Ein mattes Display ist wesentlich besser als ein spiegelndes, letztens haben wir auf der Fahrt zu Berufsschule einen Vergleich gemacht - bei meinem ThinkPad SL500 (matt) konnte man ohne Probleme arbeiten, bei dem anderen Gerät, war ein Asus mit spiegeldem Display konnte man so gut wie nichts erkennen, aber im Auto arbeiten kann man eh vergessen.


----------



## zia (19. September 2009)

und der lenovoThinkpad SL300 NS6K5GE *4GB RAM*?


----------



## rebel4life (19. September 2009)

Die SL Reihe hat leider einen entscheidenden Nachteil gegenüber der R, T und X Reihe - es sind keine "richtigen" ThinkPads mehr, das heißt die Linuxunterstützung geht nicht so gut wie mit einem aus der T Serie (da läuft "thinkpad-acpi, bei einem SL nicht, es geht aber fast genauso gut, man muss halt mehr selber machen), die Geräte sind etwas dicker als die aus den anderen Serien und die Kanten an der Seite sind stark abgeschrägt, sprich man braucht einiges an Übung um einfach mal so ein Kabel anzustecken ohne direkt hinschauen zu müssen, stört aber nicht so arg. Die Verarbeitung passt, die Akkulaufzeit geht so, Lautstärke ist je nach Typ in Ordnung, der Bildschirmrücken ist spiegelnd, deswegen sieht man ziemlich schnell Fingerabdrücke und leichte Kratzer.


----------



## zia (19. September 2009)

ich wollte eigentlich nicht über 1000 Euro ausgeben, lieber drunter bleiben. Allerdings gehe ich nicht immer pfleglich mit meinen Teilen um und bin wie gesagt viel unterwegs damit, auch mit dem rad, der bahn usw, teilweise in den tropen. das ist meine Sorge mit den acers und die überlegung mit lenovo oder mac.

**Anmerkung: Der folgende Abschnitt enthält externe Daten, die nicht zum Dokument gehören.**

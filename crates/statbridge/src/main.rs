//! Statbridge - metrics bridge daemon
//!
//! Forwards metric updates to collectd (unixsock) and graphite (plaintext)
//! collectors, keeping every subscribed metric alive with a heartbeat
//! refresh.
//!
//! # Usage
//!
//! ```bash
//! statbridge --config configs/statbridge.toml
//!
//! # Feed it over stdin
//! echo "put svc.latency mean 42" | statbridge -c bridge.toml
//! ```

mod ingest;

use std::path::{Path, PathBuf};

use anyhow::{Context, Result};
use clap::Parser;
use tokio::signal;
use tokio_util::sync::CancellationToken;
use tracing::{error, info, warn};
use tracing_subscriber::{EnvFilter, fmt, prelude::*};

use statbridge_config::Config;
use statbridge_reporter::{Profile, Reporter, ReporterHandle};

/// Statbridge - metrics bridge daemon
#[derive(Parser, Debug)]
#[command(name = "statbridge")]
#[command(version, about, long_about = None)]
struct Cli {
    /// Path to configuration file (error if specified but not found)
    #[arg(short, long)]
    config: Option<PathBuf>,

    /// Log level (trace, debug, info, warn, error). Overrides config file.
    #[arg(short, long)]
    log_level: Option<String>,
}

#[tokio::main]
async fn main() -> Result<()> {
    let cli = Cli::parse();

    let log_level = resolve_log_level(cli.log_level.as_deref(), cli.config.as_deref());
    init_logging(&log_level)?;

    let config = load_config(cli.config)?;

    if let Err(e) = run_bridge(config).await {
        error!(error = %e, "bridge error");
        return Err(e);
    }

    info!("statbridge shutdown complete");
    Ok(())
}

/// Load configuration from the given path, or search default locations
fn load_config(path: Option<PathBuf>) -> Result<Config> {
    match path {
        Some(path) => {
            // User explicitly provided config path - must exist
            if !path.exists() {
                return Err(anyhow::anyhow!(
                    "config file not found: {}",
                    path.display()
                ));
            }
            Config::from_file(&path).context("failed to load configuration")
        }
        None => {
            let default_paths = [
                PathBuf::from("statbridge.toml"),
                PathBuf::from("configs/statbridge.toml"),
            ];

            for path in &default_paths {
                if path.exists() {
                    info!(config = %path.display(), "using config file");
                    return Config::from_file(path).context("failed to load configuration");
                }
            }

            Err(anyhow::anyhow!(
                "no config file found (tried statbridge.toml, configs/statbridge.toml); \
                 at least one collector must be configured"
            ))
        }
    }
}

/// Main bridge run loop
async fn run_bridge(config: Config) -> Result<()> {
    info!(
        version = env!("CARGO_PKG_VERSION"),
        collectors = ?config.enabled_collectors(),
        "statbridge starting"
    );

    let cancel = CancellationToken::new();
    let mut handles: Vec<ReporterHandle> = Vec::new();
    let mut tasks = Vec::new();

    if let Some(collectd) = config.collectd {
        let (reporter, handle) = Reporter::new(Profile::collectd(collectd));
        handles.push(handle);
        tasks.push(tokio::spawn(reporter.run(cancel.clone())));
    }

    if let Some(graphite) = config.graphite {
        let (reporter, handle) = Reporter::new(Profile::graphite(graphite));
        handles.push(handle);
        tasks.push(tokio::spawn(reporter.run(cancel.clone())));
    }

    let ingest_task = tokio::spawn(ingest::run(handles, cancel.clone()));

    info!(reporters = tasks.len(), "statbridge running");

    wait_for_shutdown().await;
    info!("shutdown signal received, stopping bridge...");

    cancel.cancel();

    let shutdown_timeout = tokio::time::Duration::from_secs(5);
    for task in tasks {
        match tokio::time::timeout(shutdown_timeout, task).await {
            Ok(Ok(())) => {}
            Ok(Err(e)) => warn!(error = %e, "reporter task panicked during shutdown"),
            Err(_) => warn!("reporter did not finish within timeout, continuing shutdown"),
        }
    }
    ingest_task.abort();

    Ok(())
}

/// Wait for SIGINT or SIGTERM
async fn wait_for_shutdown() {
    let ctrl_c = async {
        signal::ctrl_c()
            .await
            .expect("failed to install Ctrl+C handler");
    };

    #[cfg(unix)]
    let terminate = async {
        signal::unix::signal(signal::unix::SignalKind::terminate())
            .expect("failed to install signal handler")
            .recv()
            .await;
    };

    #[cfg(not(unix))]
    let terminate = std::future::pending::<()>();

    tokio::select! {
        _ = ctrl_c => {},
        _ = terminate => {},
    }
}

/// Resolve log level: CLI flag > config file > default "info"
fn resolve_log_level(cli_level: Option<&str>, config_path: Option<&Path>) -> String {
    // CLI flag takes precedence
    if let Some(level) = cli_level {
        return level.to_string();
    }

    // Try to load from config file if specified
    if let Some(path) = config_path
        && path.exists()
        && let Ok(config) = Config::from_file(path)
    {
        return config.log.level.as_str().to_string();
    }

    // Default
    "info".to_string()
}

/// Initialize the tracing subscriber for logging
fn init_logging(level: &str) -> Result<()> {
    let filter = EnvFilter::try_new(level)
        .or_else(|_| EnvFilter::try_new("info"))
        .map_err(|e| anyhow::anyhow!("invalid log level: {}", e))?;

    tracing_subscriber::registry()
        .with(fmt::layer().with_target(true).with_thread_ids(false))
        .with(filter)
        .init();

    Ok(())
}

da ich nicht zocke, brauche ich auch keinen superschnellen rechner, aber wär schon schön, wenn die lautsprecher hörbar sind.

würdest Du eher den thinkpad sl 300 oder den acer travelmate 8471 nehmen?


----------



## rebel4life (19. September 2009)

Acer würde ich meiden, dann doch eher das Sl300, aber da wäre ein Gerät aus einer anderen Serie besser...


----------



## zia (19. September 2009)

danke, das mit lapstore ist ein wirklich interessanter tipp. hab mir heute das acer teil angesehen, tastatur wirkt wirklich recht gewöhnungsbedürftig, jedenfalls für vielschreiber wie mich. Sonst wohl ok. Nun habe ich folgende Modelle gefunden:

Lenovo Thinkpad T400 - Demogerät - 6474-1EG - WWAN 

http://www.lapstore.de/aframe.php?lang=x

Letzteres ist schön leicht, aber nur mit externer maus, jedenfalls keinem touchpad, und nur ein 12er Bildschirm... 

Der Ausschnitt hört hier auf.